Телеология Аристотеля является продолжением дела Сократа и Платона. Сократу из всех натурфилософов более всего импонировал Анаксагор с его идеей мирового Ума, открывавшей возможность телеологического понимания мира. Вместе с тем Сократ был разочарован учением Анаксагора, поскольку афинский натурфилософ оставляет свой принцип «без всякого применения». Сам Сократ много рассуждает о целесообразности, но в основном применительно к человеческой деятельности. У его последователя Платона принцип целесообразности становится краеугольным камнем всего мироздания, ибо космос строится Демиургом в соответствии с идеальными образцами. Но платоновская телеология носит на себе отпечаток мифопоэтического мышления ее создателя. И только у Аристотеля учение о целесообразности становится предметом скрупулезного логического анализа и получает абстрактно-категориальное оформление.

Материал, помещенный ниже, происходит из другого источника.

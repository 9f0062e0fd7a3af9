#![forbid(unsafe_code)]

use std::fmt;
use std::str::FromStr;
use std::sync::LazyLock;

use regex::Regex;
use serde::{Deserialize, Serialize};
use thiserror::Error;

#[derive(Debug, Clone, Copy, PartialEq, Eq, Hash, PartialOrd, Ord, Serialize, Deserialize)]
#[serde(rename_all = "snake_case")]
pub enum Dialect {
    Postgres,
    #[serde(rename = "bigquery", alias = "big_query")]
    BigQuery,
    Athena,
}

impl Dialect {
    pub const ALL: [Dialect; 3] = [Dialect::Postgres, Dialect::BigQuery, Dialect::Athena];

    #[must_use]
    pub fn name(self) -> &'static str {
        match self {
            Self::Postgres => "postgresql",
            Self::BigQuery => "bigquery",
            Self::Athena => "athena",
        }
    }

    #[must_use]
    pub fn is_postgres(self) -> bool {
        matches!(self, Self::Postgres)
    }

    #[must_use]
    pub fn is_bigquery(self) -> bool {
        matches!(self, Self::BigQuery)
    }

    #[must_use]
    pub fn is_athena(self) -> bool {
        matches!(self, Self::Athena)
    }

    #[must_use]
    pub fn column_name_rules(self) -> ColumnNameRules {
        match self {
            // NAMEDATALEN - 1; longer names are silently truncated by postgres.
            Self::Postgres => ColumnNameRules {
                max_bytes: 63,
                allowed: "any characters except NUL",
            },
            Self::BigQuery => ColumnNameRules {
                max_bytes: 300,
                allowed: "letters, digits and underscores, not starting with a digit or a reserved prefix",
            },
            Self::Athena => ColumnNameRules {
                max_bytes: 255,
                allowed: "lowercase letters, digits and underscores",
            },
        }
    }
}

impl fmt::Display for Dialect {
    fn fmt(&self, f: &mut fmt::Formatter<'_>) -> fmt::Result {
        f.write_str(self.name())
    }
}

impl FromStr for Dialect {
    type Err = DialectError;

    fn from_str(value: &str) -> Result<Self, Self::Err> {
        match value.to_ascii_lowercase().as_str() {
            "postgres" | "postgresql" => Ok(Self::Postgres),
            "bigquery" | "big_query" => Ok(Self::BigQuery),
            "athena" | "awsathena" => Ok(Self::Athena),
            _ => Err(DialectError::DatabaseNotSupported {
                dialect: value.to_owned(),
                feature: "sql generation".to_owned(),
            }),
        }
    }
}

#[derive(Debug, Error, Clone, PartialEq, Eq)]
pub enum DialectError {
    #[error("database {dialect} is not supported for {feature}")]
    DatabaseNotSupported { dialect: String, feature: String },
    #[error("invalid column name {name:?} for {dialect}: {reason}")]
    InvalidColumnName {
        name: String,
        dialect: Dialect,
        reason: String,
    },
}

impl DialectError {
    #[must_use]
    pub fn not_supported(dialect: Dialect, feature: impl Into<String>) -> Self {
        Self::DatabaseNotSupported {
            dialect: dialect.name().to_owned(),
            feature: feature.into(),
        }
    }
}

#[must_use]
pub fn is_postgres(dialect: Dialect) -> bool {
    dialect.is_postgres()
}

#[must_use]
pub fn is_bigquery(dialect: Dialect) -> bool {
    dialect.is_bigquery()
}

#[must_use]
pub fn is_athena(dialect: Dialect) -> bool {
    dialect.is_athena()
}

// ── Quoting ─────────────────────────────────────────────────────────────

/// Quote an identifier (table, column or CTE name) for `dialect`.
///
/// Postgres and Athena wrap in double quotes and double any embedded double
/// quote. BigQuery wraps in backticks and backslash-escapes backslashes and
/// backticks.
#[must_use]
pub fn quote_identifier(dialect: Dialect, name: &str) -> String {
    match dialect {
        Dialect::Postgres | Dialect::Athena => format!("\"{}\"", name.replace('"', "\"\"")),
        Dialect::BigQuery => {
            let escaped = name.replace('\\', "\\\\").replace('`', "\\`");
            format!("`{escaped}`")
        }
    }
}

/// Quote a string literal for `dialect`.
///
/// Postgres and Athena use single quotes with embedded quotes doubled.
/// BigQuery uses a triple-double-quoted literal so newlines survive, with
/// backslashes and double quotes backslash-escaped.
#[must_use]
pub fn quote_string(dialect: Dialect, value: &str) -> String {
    match dialect {
        Dialect::Postgres | Dialect::Athena => format!("'{}'", value.replace('\'', "''")),
        Dialect::BigQuery => {
            let escaped = value.replace('\\', "\\\\").replace('"', "\\\"");
            format!("\"\"\"{escaped}\"\"\"")
        }
    }
}

// ── Literals ────────────────────────────────────────────────────────────

#[derive(Debug, Clone, PartialEq, Serialize, Deserialize)]
#[serde(tag = "kind", content = "value", rename_all = "snake_case")]
pub enum SqlLiteral {
    Null,
    Bool(bool),
    Int64(i64),
    Float64(f64),
    Utf8(String),
}

impl From<bool> for SqlLiteral {
    fn from(value: bool) -> Self {
        Self::Bool(value)
    }
}

impl From<i64> for SqlLiteral {
    fn from(value: i64) -> Self {
        Self::Int64(value)
    }
}

impl From<i32> for SqlLiteral {
    fn from(value: i32) -> Self {
        Self::Int64(i64::from(value))
    }
}

impl From<f64> for SqlLiteral {
    fn from(value: f64) -> Self {
        Self::Float64(value)
    }
}

impl From<&str> for SqlLiteral {
    fn from(value: &str) -> Self {
        Self::Utf8(value.to_owned())
    }
}

impl From<String> for SqlLiteral {
    fn from(value: String) -> Self {
        Self::Utf8(value)
    }
}

#[must_use]
pub fn render_literal(dialect: Dialect, literal: &SqlLiteral) -> String {
    match literal {
        SqlLiteral::Null => "NULL".to_owned(),
        SqlLiteral::Bool(value) => render_bool(dialect, *value),
        SqlLiteral::Int64(value) => value.to_string(),
        SqlLiteral::Float64(value) => render_float(dialect, *value),
        SqlLiteral::Utf8(value) => quote_string(dialect, value),
    }
}

fn render_bool(dialect: Dialect, value: bool) -> String {
    match (dialect, value) {
        (Dialect::BigQuery, true) => "TRUE".to_owned(),
        (Dialect::BigQuery, false) => "FALSE".to_owned(),
        (Dialect::Postgres | Dialect::Athena, true) => "true".to_owned(),
        (Dialect::Postgres | Dialect::Athena, false) => "false".to_owned(),
    }
}

fn render_float(dialect: Dialect, value: f64) -> String {
    let special = if value.is_nan() {
        Some("nan")
    } else if value == f64::INFINITY {
        Some("infinity")
    } else if value == f64::NEG_INFINITY {
        Some("-infinity")
    } else {
        None
    };

    match (dialect, special) {
        (Dialect::Postgres, Some(name)) => format!("cast('{name}' as double precision)"),
        (Dialect::BigQuery, Some(name)) => format!("cast('{name}' as FLOAT64)"),
        (Dialect::Athena, Some("nan")) => "nan()".to_owned(),
        (Dialect::Athena, Some("-infinity")) => "-infinity()".to_owned(),
        (Dialect::Athena, Some(_)) => "infinity()".to_owned(),
        // `{:?}` keeps a trailing `.0` so the literal stays a float.
        (Dialect::Postgres, None) => format!("cast({value:?} as double precision)"),
        (Dialect::BigQuery, None) => format!("cast({value:?} as FLOAT64)"),
        (Dialect::Athena, None) => format!("cast({value:?} as double)"),
    }
}

// ── DDL ─────────────────────────────────────────────────────────────────

/// Kind of persisted object a statement creates.
#[derive(Debug, Clone, Copy, PartialEq, Eq, Hash, Serialize, Deserialize)]
#[serde(rename_all = "snake_case")]
pub enum PersistedKind {
    View,
    Table,
    TempTable,
}

#[must_use]
pub fn supports_temporary_tables(dialect: Dialect) -> bool {
    !dialect.is_athena()
}

/// Wrap `select_sql` in the statement that persists it as `name`.
pub fn create_statement(
    dialect: Dialect,
    kind: PersistedKind,
    name: &str,
    select_sql: &str,
) -> Result<String, DialectError> {
    let quoted = quote_identifier(dialect, name);
    let statement = match (kind, dialect) {
        (PersistedKind::View, _) => format!("create view {quoted} as {select_sql}"),
        (PersistedKind::Table, _) => format!("create table {quoted} as {select_sql}"),
        (PersistedKind::TempTable, Dialect::Postgres) => {
            format!("create temporary table {quoted} on commit drop as {select_sql}")
        }
        (PersistedKind::TempTable, Dialect::BigQuery) => {
            format!("create temporary table {quoted} as {select_sql}")
        }
        (PersistedKind::TempTable, Dialect::Athena) => {
            return Err(DialectError::not_supported(dialect, "temporary tables"));
        }
    };
    Ok(statement)
}

// ── Column names ────────────────────────────────────────────────────────

#[derive(Debug, Clone, Copy, PartialEq, Eq)]
pub struct ColumnNameRules {
    pub max_bytes: usize,
    pub allowed: &'static str,
}

static BIGQUERY_COLUMN: LazyLock<Regex> = LazyLock::new(|| {
    Regex::new(r"^[A-Za-z_][A-Za-z0-9_]*$").unwrap_or_else(|err| panic!("static regex: {err}"))
});

static ATHENA_COLUMN: LazyLock<Regex> =
    LazyLock::new(|| Regex::new(r"^[a-z0-9_]+$").unwrap_or_else(|err| panic!("static regex: {err}")));

const BIGQUERY_RESERVED_PREFIXES: [&str; 6] = [
    "_table_",
    "_file_",
    "_partition",
    "_row_timestamp",
    "__root__",
    "_colidentifier",
];

#[must_use]
pub fn is_valid_column_name(dialect: Dialect, name: &str) -> bool {
    validate_column_name(dialect, name).is_ok()
}

/// Check that `name` can be used as a column name on `dialect` before any
/// SQL is built with it.
pub fn validate_column_name(dialect: Dialect, name: &str) -> Result<(), DialectError> {
    let invalid = |reason: String| DialectError::InvalidColumnName {
        name: name.to_owned(),
        dialect,
        reason,
    };
    let rules = dialect.column_name_rules();

    if name.is_empty() {
        return Err(invalid("name is empty".to_owned()));
    }
    if name.len() > rules.max_bytes {
        return Err(invalid(format!(
            "name is {} bytes, limit is {}",
            name.len(),
            rules.max_bytes
        )));
    }

    let allowed = match dialect {
        Dialect::Postgres => !name.contains('\0'),
        Dialect::BigQuery => {
            let lowered = name.to_ascii_lowercase();
            if let Some(prefix) = BIGQUERY_RESERVED_PREFIXES
                .iter()
                .find(|prefix| lowered.starts_with(*prefix))
            {
                return Err(invalid(format!("reserved prefix {prefix:?}")));
            }
            BIGQUERY_COLUMN.is_match(name)
        }
        Dialect::Athena => ATHENA_COLUMN.is_match(name),
    };
    if !allowed {
        return Err(invalid(format!("allowed characters: {}", rules.allowed)));
    }
    Ok(())
}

Принцип целесообразности составляет последний структурный элемент бытия, завершающее определение индивидуальной субстанции. Согласно телеологии Аристотеля, Божественный Ум является причиной и целью изменения и движения мира.

О мировом Уме, как мы знаем, довольно подробно и обстоятельно говорит Платон. У Аристотеля платоновская концепция Ума — Демиурга освобождается от своего мифологического обличья и превращается в логическую конструкцию с четким расчленением на субъект и объект (как мыслящее себя мышление Ум является и субъектом и объектом). Ум как единичное бытие составлен из тех же четырех исходных начал, или принципов, что и любая другая индивидуальная субстанция. Только в нем все они даны в предельно обобщенном виде, вследствие чего все различия между ними полностью исчезают. Так, Ум тоже обладает материей, но эта материя бестелесная, умопостигаемая, сливающаяся до полной неразличимости со своими формами-эйдосами. Как и у Платона, божественный Ум Аристотеля является средоточием идей, причиной организации и порядка космоса, его целесообразного устройства. «Таким образом, Аристотель развил, углубил и расширил учение Платона об Уме, то есть об абсолютном царстве идей»319.